Currently based in Turkey, Abdul-Ahad puts forward an unclear position in conclusion, tinged with both hope and pessimism, or possibly fear, of inevitable revolutionary change, saying “like all revolutions and uprisings Tishreen eventually failed, another compromise prime minister was elected and the domination of the kleptocracy continues to this day. But Tishreen showed the power of the people when not cowed by sectarian fears …. the failures of consecutive regimes that ruled Iraq – from the British mandate to the monarchy and the military dictatorships and finally Saddam – to reform and listen to the demands of their people led to their demise eventually … the failure of the ruling class, the religious parties, regional bosses, the clergy and militias to heed the warnings of the Tishreen will lead to their eventual demise”.
What kind of Iraq?
The question then arises what kind of Iraq is possible after this? The CWI fights for a socialist democracy based on the interests of the working class and the poor from all backgrounds, with the right to self-determination for all peoples. One demand raised in the Tishreen movement was for an elected parliament that did not contain political parties (understandable given the betrayals of sectarianism and Stalinism) but experts.
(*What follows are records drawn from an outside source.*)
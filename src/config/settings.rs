use std::net::{IpAddr, Ipv4Addr};

pub const DEFAULT_PORT: u16 = 3000;
pub const DEFAULT_BASE_URL: &str = "http://localhost:3000";

#[derive(Debug, Clone)]
pub struct ServerSettings {
    pub bind_host: IpAddr,
}

impl Default for ServerSettings {
    fn default() -> Self {
        Self {
            bind_host: IpAddr::V4(Ipv4Addr::UNSPECIFIED),
        }
    }
}

#[derive(Debug, Clone)]
pub struct ViewSettings {
    pub user_agent: &'static str,
    /// chrono format for tournament dates, en-US short month style
    pub date_format: &'static str,
}

impl Default for ViewSettings {
    fn default() -> Self {
        Self {
            user_agent: "DotaPlayersView/0.1",
            date_format: "%b %-d, %Y", // Mar 15, 2025
        }
    }
}

#[derive(Debug, Clone)]
pub struct AppConfig {
    pub server: ServerSettings,
    pub view: ViewSettings,
}

impl Default for AppConfig {
    fn default() -> Self {
        Self::new()
    }
}

impl AppConfig {
    pub fn new() -> Self {
        Self {
            server: ServerSettings::default(),
            view: ViewSettings::default(),
        }
    }
}
/// Context for a request to the directory endpoint that never got a response
pub fn request_context(url: &str) -> String {
    format!("Request to {} did not complete", url)
}

/// Context for a response body that is not a player list envelope
pub fn decode_context(url: &str) -> String {
    format!("Response from {} is not a player list envelope", url)
}

/// Context for a client that could not be constructed
pub fn client_context(base_url: &str) -> String {
    format!("Failed to build directory client for {}", base_url)
}
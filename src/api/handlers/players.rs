use axum::{
    extract::State,
    http::StatusCode,
    response::{IntoResponse, Json, Response},
};
use log::{debug, error};
use std::sync::Arc;

use crate::api::models::{ErrorResponse, PLAYER_DATA_UNAVAILABLE, PlayerListResponse};
use super::AppState;

pub async fn get_players(State(state): State<Arc<AppState>>) -> Response {
    match state.directory.players() {
        Ok(players) => {
            debug!("Serving {} players", players.len());
            Json(PlayerListResponse::new(players)).into_response()
        }
        Err(e) => {
            error!("Failed to read player directory: {:?}", e);
            unavailable_response()
        }
    }
}

pub fn unavailable_response() -> Response {
    (
        StatusCode::INTERNAL_SERVER_ERROR,
        Json(ErrorResponse::new(PLAYER_DATA_UNAVAILABLE)),
    )
        .into_response()
}
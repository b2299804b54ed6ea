use anyhow::Result;

use dota_players::cli::Command;
use dota_players::services::browser::BrowseOptions;
use dota_players::{handle_browse, handle_completions, handle_serve, interpret};

fn main() {
    setup_logging();
    parse_and_execute().unwrap_or_else(|e| {
        eprintln!("Error: {e:#}");
        std::process::exit(1);
    });
}

fn setup_logging() {
    sensible_env_logger::init!();
}

fn parse_and_execute() -> Result<()> {
    let command = interpret();
    execute_command(command)
}

fn execute_command(command: Command) -> Result<()> {
    match command {
        Command::Serve { port } => handle_serve(port),
        Command::Browse {
            url,
            search,
            team,
            interactive,
        } => handle_browse(BrowseOptions {
            base_url: url,
            search,
            team,
            interactive,
        }),
        Command::Completions { shell } => handle_completions(shell),
    }
}
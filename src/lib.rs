pub mod api;
pub mod cli;
pub mod config;
pub mod directory;
pub mod errors;
pub mod services;
pub mod view;

use anyhow::Result;
use clap::{CommandFactory, Parser};
use clap_complete::Shell;
use cli::Cli;

use crate::cli::Command;
use crate::config::settings::AppConfig;
use crate::services::browser::{BrowseOptions, BrowserService};
use crate::services::server::ServerService;

pub fn interpret() -> Command {
    let cli = Cli::parse();
    cli.command
}

pub fn handle_serve(port: u16) -> Result<()> {
    let runtime = tokio::runtime::Runtime::new()?;
    runtime.block_on(async {
        let config = AppConfig::new();
        let service = ServerService::new(port, config);
        service.run().await
    })
}

pub fn handle_browse(options: BrowseOptions) -> Result<()> {
    let runtime = tokio::runtime::Runtime::new()?;
    runtime.block_on(async {
        let config = AppConfig::new();
        let mut service = BrowserService::new(options, &config)?;
        service.run().await
    })
}

pub fn handle_completions(shell: Shell) -> Result<()> {
    let mut command = Cli::command();
    let name = command.get_name().to_string();
    clap_complete::generate(shell, &mut command, name, &mut std::io::stdout());
    Ok(())
}
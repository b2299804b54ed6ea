use log::{info, warn};

use crate::api::models::PlayerListEnvelope;
use crate::directory::Player;
use super::filter::{directory_stats, filter_players, team_options, DirectoryStats, TeamFilter};

/// Shown for any failure that did not come with a server message
pub const LOAD_FAILED: &str = "Failed to load data";

/// Lifecycle of one page load. Loading settles exactly once.
#[derive(Debug, Clone, PartialEq, Eq)]
pub enum LoadState {
    Loading,
    Error(String),
    Ready(Vec<Player>),
}

/// Page-local state of the directory view
#[derive(Debug, Clone)]
pub struct DirectoryView {
    state: LoadState,
    search: String,
    team: TeamFilter,
}

impl Default for DirectoryView {
    fn default() -> Self {
        Self::new()
    }
}

impl DirectoryView {
    pub fn new() -> Self {
        Self {
            state: LoadState::Loading,
            search: String::new(),
            team: TeamFilter::All,
        }
    }

    pub fn state(&self) -> &LoadState {
        &self.state
    }

    pub fn search(&self) -> &str {
        &self.search
    }

    pub fn team(&self) -> &TeamFilter {
        &self.team
    }

    /// Apply the outcome of the initial fetch. Ignored once settled.
    pub fn settle(&mut self, fetched: anyhow::Result<PlayerListEnvelope>) {
        if self.state != LoadState::Loading {
            warn!("Directory view already settled, ignoring fetch result");
            return;
        }

        self.state = match fetched {
            Ok(envelope) if envelope.success => {
                info!("Loaded {} players", envelope.players.len());
                LoadState::Ready(envelope.players)
            }
            Ok(envelope) => {
                let message = envelope.error.unwrap_or_else(|| LOAD_FAILED.to_string());
                warn!("Server reported failure: {}", message);
                LoadState::Error(message)
            }
            Err(e) => {
                warn!("Failed to load directory: {:?}", e);
                LoadState::Error(LOAD_FAILED.to_string())
            }
        };
    }

    pub fn set_search(&mut self, search: impl Into<String>) {
        self.search = search.into();
    }

    pub fn set_team(&mut self, team: TeamFilter) {
        self.team = team;
    }

    /// Full player list, empty unless ready
    pub fn players(&self) -> &[Player] {
        match &self.state {
            LoadState::Ready(players) => players.as_slice(),
            _ => &[],
        }
    }

    pub fn displayed(&self) -> Vec<&Player> {
        filter_players(self.players(), &self.search, &self.team)
    }

    pub fn team_options(&self) -> Vec<TeamFilter> {
        team_options(self.players())
    }

    pub fn stats(&self) -> DirectoryStats {
        directory_stats(self.players())
    }
}
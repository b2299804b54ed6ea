use anyhow::{Context, Result};
use reqwest::Client;

use crate::api::models::PlayerListEnvelope;
use crate::errors::{client_context, decode_context, request_context};

pub const PLAYERS_PATH: &str = "/api/players";

/// HTTP client for the directory endpoint. No timeout and no retries: a
/// hung request keeps the view loading.
pub struct DirectoryClient {
    client: Client,
    endpoint: String,
}

impl DirectoryClient {
    pub fn new(base_url: &str, user_agent: &str) -> Result<Self> {
        let client = Self::build_client(user_agent).with_context(|| client_context(base_url))?;
        let endpoint = Self::endpoint_url(base_url);

        Ok(Self { client, endpoint })
    }

    pub fn endpoint(&self) -> &str {
        &self.endpoint
    }

    /// Fetch the envelope. Both 200 and 500 bodies decode; only transport
    /// and decoding failures are errors.
    pub async fn fetch(&self) -> Result<PlayerListEnvelope> {
        let response = self.send_get_request().await?;
        response
            .json::<PlayerListEnvelope>()
            .await
            .with_context(|| decode_context(&self.endpoint))
    }

    fn build_client(user_agent: &str) -> reqwest::Result<Client> {
        Client::builder().user_agent(user_agent).build()
    }

    fn endpoint_url(base_url: &str) -> String {
        format!("{}{}", base_url.trim_end_matches('/'), PLAYERS_PATH)
    }

    async fn send_get_request(&self) -> Result<reqwest::Response> {
        self.client
            .get(&self.endpoint)
            .send()
            .await
            .with_context(|| request_context(&self.endpoint))
    }
}
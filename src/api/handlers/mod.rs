use std::sync::Arc;

use crate::directory::PlayerSource;

pub mod players;

pub struct AppState {
    pub directory: Arc<dyn PlayerSource>,
}

impl AppState {
    pub fn new(directory: Arc<dyn PlayerSource>) -> Self {
        Self { directory }
    }
}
Socialists would pose the idea of a truly democratic revolutionary constituent assembly representing workers and the poor.
A fundamental transformation of the lives of ordinary working people in Iraq, whose voice Abdul-Ahad bravely amplifies in this book – with secure jobs, funded education, decent housing and full democratic rights – is not possible under capitalism. Only socialist nationalisation of industries like oil and water, under public ownership, managed and democratically planned by workers and communities, can provide this. This would be a step towards a voluntary socialist confederation of the region.